Water for cooling of the power plant is supplied from accumulation of Otilovići situated on river Ćehotina 8 km, connected to the power plant by asphalt road.

== History ==
Pljevlja Power Station began operation in 1982, with the first synchronization of the network carried out on 21 October 1982. It was the first Montenegrin condensing power plant designed with two units of 210 MW. Accumulations as well as all ancillary, technical and administrative management facilities (except for decarbonization and recirculation cooling system) were designed for two blocks. However, only one block was built.

The power station burns coal from Pljevlja, which has a guaranteed calorific value of 9211 kJ/kg. In the first period the coal was provided from Juniper coal mine. It was built on the altitude of 760 m. Since it started operating it has produced 25.23984 TWh of electricity.

In 2009 and 2010 important projects were carried out related to environmental and technological stabilization of objects: replacement of electro filter system; replacement of control systems and management; replacement of divorce 6 and 0.4 kV auxiliary consumption; replacement of generator excitation system and the installation of the generator switch. These works increased the capacity of the plant from 210 MW to 225 MW.

== Ownership ==
The power plant is owned by Elektroprivreda Crne Gore, a state-owned electricity company of Montenegro. More than 99% of the ownership is held by Elektroprivreda Crne Gore, while less than 1% is owned by small shareholders.

== Expansion ==
There is a plan to build a second unit which will eventually replace the existing one. TEP - II is designed to use best available techniques (BAT), which include all the measure for reducing waste gas emissions, including the emissions of , and dust. Because of the higher energy efficiency, emissions will be lower than in the existing state. There is also the thermal station with maximum power of 75 MW which will provide thermal energy for district heating center, which will reduce air pollution from individual furnaces.

The investment is estimated to be €366 million. There is an ongoing procedure for the selection of a company which will construct it. Of nine companies which submitted preliminary offers, there are now three shortlisted – China's CMEC, Powerchina Hubei Electric Power Survey & Design Institute and Skoda Praha, a CEZ subsidiary from the Czech Republic.

===Financing===
In January 2018, more than a year after the withdrawal of the Czech Export Bank from financing the project, Skoda Praha did not find financing for the project, as it was obliged to do under the contract.

Elektroprivreda Crne Gore (EPCG) and the Government have emphasized their commitment to moving forward with the project and promised to make a proposal on an alternative solution for carrying out the project by the end of January 2018.

== Ecological reconstruction ==
The ongoing environmental reconstruction, led by Elektroprivreda Crne Gore (EPCG), represents the primary focus of investments in the energy sector.
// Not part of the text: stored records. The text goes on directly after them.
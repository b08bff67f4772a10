use anyhow::{Context, Result};
use clap::ValueEnum;
use serde::{Deserialize, Serialize};
use std::fs;
use std::path::Path;

use crate::domain::WinType;
use crate::errors::config_context;
use crate::rating::k_factor::{FightCountBasis, KFactorSchedule, KFactorTier};

pub const STARTER_RATING: f64 = 1000.0;

/// Inactivity penalty: `min(rate * days, cap)` subtracted before scoring.
#[derive(Debug, Clone, Copy, PartialEq, Serialize, Deserialize)]
pub struct DecaySettings {
    pub rate: f64,
    pub cap: f64,
}

/// K-factor multiplier per win type.
#[derive(Debug, Clone, PartialEq, Serialize, Deserialize)]
#[serde(default)]
pub struct MultiplierTable {
    pub submission: f64,
    pub knockout: f64,
    pub decision: f64,
    pub unanimous_decision: f64,
    pub dq: f64,
    pub other: f64,
    pub unknown: f64,
}

impl Default for MultiplierTable {
    fn default() -> Self {
        Self {
            submission: 1.0,
            knockout: 1.0,
            decision: 1.0,
            unanimous_decision: 1.0,
            dq: 1.0,
            other: 1.0,
            unknown: 1.0,
        }
    }
}

impl MultiplierTable {
    pub fn multiplier(&self, win_type: &WinType) -> f64 {
        match win_type {
            WinType::Submission => self.submission,
            WinType::Knockout => self.knockout,
            WinType::Decision => self.decision,
            WinType::UnanimousDecision => self.unanimous_decision,
            WinType::Dq => self.dq,
            WinType::Other => self.other,
            WinType::Unknown => self.unknown,
            WinType::Unrecognized(_) => 1.0,
        }
    }
}

/// What to do with a match whose winner is neither corner.
#[derive(Debug, Clone, Copy, PartialEq, Eq, Default, Serialize, Deserialize)]
#[serde(rename_all = "snake_case")]
pub enum WinnerPolicy {
    /// Emit the match unrated and leave the ledger untouched
    #[default]
    Skip,
    /// Abort the pass
    Reject,
}

/// The shipped parameterizations.
#[derive(Debug, Clone, Copy, PartialEq, Eq, ValueEnum)]
pub enum RatingVariant {
    /// Flat K of 32
    Simple,
    /// Three-tier K by career length
    KFactor,
    /// Tiered K with inactivity decay
    Decay,
}

impl RatingVariant {
    pub fn name(&self) -> &'static str {
        match self {
            RatingVariant::Simple => "simple",
            RatingVariant::KFactor => "k-factor",
            RatingVariant::Decay => "decay",
        }
    }
}

#[derive(Debug, Clone, PartialEq, Serialize, Deserialize)]
pub struct RatingSettings {
    #[serde(default = "default_starter_rating")]
    pub starter_rating: f64,
    #[serde(default)]
    pub decay: Option<DecaySettings>,
    #[serde(default)]
    pub multipliers: MultiplierTable,
    pub k_schedule: KFactorSchedule,
    #[serde(default)]
    pub winner_policy: WinnerPolicy,
}

fn default_starter_rating() -> f64 {
    STARTER_RATING
}

impl Default for RatingSettings {
    fn default() -> Self {
        Self::simple()
    }
}

impl RatingSettings {
    pub fn for_variant(variant: RatingVariant) -> Self {
        match variant {
            RatingVariant::Simple => Self::simple(),
            RatingVariant::KFactor => Self::k_factor(),
            RatingVariant::Decay => Self::decay(),
        }
    }

    pub fn simple() -> Self {
        Self {
            starter_rating: STARTER_RATING,
            decay: None,
            multipliers: MultiplierTable {
                submission: 1.8,
                knockout: 1.8,
                decision: 1.0,
                unanimous_decision: 1.4,
                dq: 0.95,
                other: 1.0,
                unknown: 1.0,
            },
            k_schedule: KFactorSchedule::flat(32.0),
            winner_policy: WinnerPolicy::Skip,
        }
    }

    pub fn k_factor() -> Self {
        Self {
            starter_rating: STARTER_RATING,
            decay: None,
            multipliers: MultiplierTable {
                submission: 1.2,
                knockout: 1.2,
                decision: 1.0,
                unanimous_decision: 1.05,
                dq: 0.95,
                other: 1.0,
                unknown: 1.0,
            },
            k_schedule: KFactorSchedule {
                tiers: vec![KFactorTier { below: 3, k: 401.0 }, KFactorTier { below: 5, k: 331.0 }],
                base: 200.0,
                basis: FightCountBasis::Prior,
            },
            winner_policy: WinnerPolicy::Skip,
        }
    }

    /// Best set found by the exhaustive search over the decay model.
    pub fn decay() -> Self {
        Self {
            starter_rating: STARTER_RATING,
            decay: Some(DecaySettings {
                rate: 0.9,
                cap: -101.0,
            }),
            multipliers: MultiplierTable {
                submission: 1.8,
                knockout: 1.8,
                decision: 1.0,
                unanimous_decision: 1.4,
                dq: 0.95,
                other: 1.0,
                unknown: 1.0,
            },
            k_schedule: KFactorSchedule {
                tiers: vec![KFactorTier { below: 3, k: 301.0 }, KFactorTier { below: 5, k: 201.0 }],
                base: 1.0,
                basis: FightCountBasis::IncludingCurrent,
            },
            winner_policy: WinnerPolicy::Skip,
        }
    }

    pub fn from_json_file<P: AsRef<Path>>(path: P) -> Result<Self> {
        let path = path.as_ref();
        let context = config_context(&path.display().to_string());

        let json = fs::read_to_string(path).with_context(|| context.clone())?;
        let settings: Self = serde_json::from_str(&json).with_context(|| context.clone())?;
        settings.k_schedule.validate().with_context(|| context)?;

        Ok(settings)
    }
}

/// Elo-difference buckets used when scoring predictions.
pub struct AnalysisSettings {
    pub bucket_width: f64,
    pub bucket_count: usize,
}

impl Default for AnalysisSettings {
    fn default() -> Self {
        Self {
            bucket_width: 50.0,
            bucket_count: 10,
        }
    }
}

impl AnalysisSettings {
    /// Inclusive `(lower, upper)` bounds, e.g. `(0, 50), (50, 100), ...`
    pub fn buckets(&self) -> Vec<(f64, f64)> {
        (0..self.bucket_count)
            .map(|idx| {
                let lower = idx as f64 * self.bucket_width;
                (lower, lower + self.bucket_width)
            })
            .collect()
    }
}

pub struct AppConfig {
    pub rating: RatingSettings,
    pub analysis: AnalysisSettings,
}

impl Default for AppConfig {
    fn default() -> Self {
        Self::new()
    }
}

impl AppConfig {
    pub fn new() -> Self {
        Self {
            rating: RatingSettings::default(),
            analysis: AnalysisSettings::default(),
        }
    }

    pub fn with_rating(rating: RatingSettings) -> Self {
        Self {
            rating,
            analysis: AnalysisSettings::default(),
        }
    }
}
The main objective is to reduce emissions of sulfur oxides, nitrogen oxides, and particulate matter to levels below 200 mg/m³. These parameters are defined by the Large Combustion Plants Directive, and compliance with them is imperative for the survival of the thermal power plant on the European energy market and for avoiding sanctions from the Energy Community.

The installation of flue gas desulfurization (FGD) and denitrification systems is a key component of the project, which is valued at several tens of millions of euros. In addition to its environmental benefits, the reconstruction also includes the district heating of the city of Pljevlja. This system will enable the use of heat from the electricity generation process for district heating, leading to the shutdown of numerous individual heating units in the city that have for decades been the main cause of severe air pollution during the winter months.